Les paroles de Notre Seigneur sont très claires :

« Ce que vous faites au plus petit d'entre les miens, c'est à moi que vous le faites ! ».

et

« Tu aimeras le Seigneur ton Dieu de tout ton cœur, et de toute ton âme, et de tout ton esprit. C’est là le plus grand et le premier commandement. Mais le second lui est semblable : Tu aimeras ton prochain comme toi-même. »

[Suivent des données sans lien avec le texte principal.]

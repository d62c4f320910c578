//! One-deep snapshot for the per-player editor.
//!
//! Opening the editor captures that player's fields and lock state; closing
//! without saving restores both exactly. There is no undo beyond this one
//! snapshot.

use super::store::PredictionStore;
use super::{derive, PlayerPrediction};

#[derive(Debug, Clone)]
pub struct PlayerEditSnapshot {
    player_id: String,
    prediction: Option<PlayerPrediction>,
    was_locked: bool,
}

impl PlayerEditSnapshot {
    /// Capture a player's state at editor-open time.
    pub fn capture(store: &PredictionStore, player_id: &str) -> Self {
        let record = store.record();
        Self {
            player_id: player_id.to_string(),
            prediction: record.player_predictions.get(player_id).cloned(),
            was_locked: record.locked_player_ids.contains(player_id),
        }
    }

    pub fn player_id(&self) -> &str {
        &self.player_id
    }

    /// Restore the captured fields and lock state, discarding any edits made
    /// since capture. Derived match buckets are recomputed from the restored
    /// state.
    pub fn restore(self, store: &mut PredictionStore) {
        let record = store.record_mut();
        match self.prediction {
            Some(p) => {
                record.player_predictions.insert(self.player_id.clone(), p);
            }
            None => {
                record.player_predictions.remove(&self.player_id);
            }
        }
        if self.was_locked {
            record.locked_player_ids.insert(self.player_id);
        } else {
            record.locked_player_ids.remove(&self.player_id);
        }
        derive::run(record);
    }
}

#[cfg(test)]
mod tests {
    use super::*;
    use crate::record::store::PlayerInput;
    use crate::models::FixtureStatus;

    const NOT_STARTED: FixtureStatus = FixtureStatus::NotStarted;

    #[test]
    fn cancel_restores_fields_and_lock_state() {
        let mut store = PredictionStore::new();
        store.set_player(NOT_STARTED, "p7", PlayerInput::WillScore).unwrap();
        store.lock_player("p7").unwrap();

        let snapshot = PlayerEditSnapshot::capture(&store, "p7");

        store.unlock_player(NOT_STARTED, "p7").unwrap();
        store.set_player(NOT_STARTED, "p7", PlayerInput::GoalCount(3)).unwrap();
        store.set_player(NOT_STARTED, "p7", PlayerInput::YellowCard).unwrap();

        snapshot.restore(&mut store);

        let p = &store.record().player_predictions["p7"];
        assert_eq!(p.will_score, Some(true));
        assert_eq!(p.goal_count, None);
        assert_eq!(p.yellow_card, None);
        assert!(store.record().locked_player_ids.contains("p7"));
    }

    #[test]
    fn cancel_on_a_previously_absent_player_removes_the_entry() {
        let mut store = PredictionStore::new();
        let snapshot = PlayerEditSnapshot::capture(&store, "p3");

        store.set_player(NOT_STARTED, "p3", PlayerInput::YellowCard).unwrap();
        assert!(store.record().player_predictions.contains_key("p3"));

        snapshot.restore(&mut store);
        assert!(!store.record().player_predictions.contains_key("p3"));
        // Derived buckets recomputed from the restored (empty) state.
        assert!(store.record().match_predictions.yellow_cards.is_none());
    }
}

Ce vice est donc directement opposé à la Charité
. Voilà ce qui lui confère une telle importance spéciale.
  "Ribet, Les vertus et les dons, Les péchés contraires à la charité fraternelle." a écrit :
...le précepte de la charité ... impose aussi le devoir de venir en aide au prochain par l'aumône matérielle et spirituelle.... La première est contredite par l'avarice et par la prodigalité.

L'avarice est directement opposée à la libéralité, qui a pour caractère de donner. Elle consiste dans une attache excessive aux biens de ce monde, principalement à l'argent (1). Elle comporte cette anomalie étrange de tenir à l'argent pour lui-même, indépendamment de l'usage que l'on en peut faire pour acquérir ce que l'on convoite.

Ce vice est d'une âpreté singulière. Il fait supporter avec une énergie tenace le travail, les privations, les souffrances, pour arriver au gain et conserver la richesse. Il met en jeu toutes les industries et dans ses excès, il recourt à tous les moyens que la cupidité peut découvrir. C'est ainsi qu'il prend place, presque au premier rang, parmi les sept péchés capitaux (2).

L'avarice est souvent en lutte contre la justice (3). En soi, néanmoins, elle comporte plus d'opposition contre la charité : contre la charité envers Dieu, par la préférence qu'elle accorde aux biens terrestres ; contre la charité envers le prochain, en retenant la part des richesses qui devrait aller à l'indigence.

Si l'attache est si vive qu'elle fasse préférer la terre à Dieu, elle atteint la malice du péché mortel ; si elle ne met pas en balance la loi et l'amour de Dieu, elle ne dépasse pas les limites du péché véniel (4).

Dans cette appréciation, il y a à tenir compte du précepte positif de l'aumône, lequel prend la mesure des ressources dont on dispose et des besoins dont souffre le prochain.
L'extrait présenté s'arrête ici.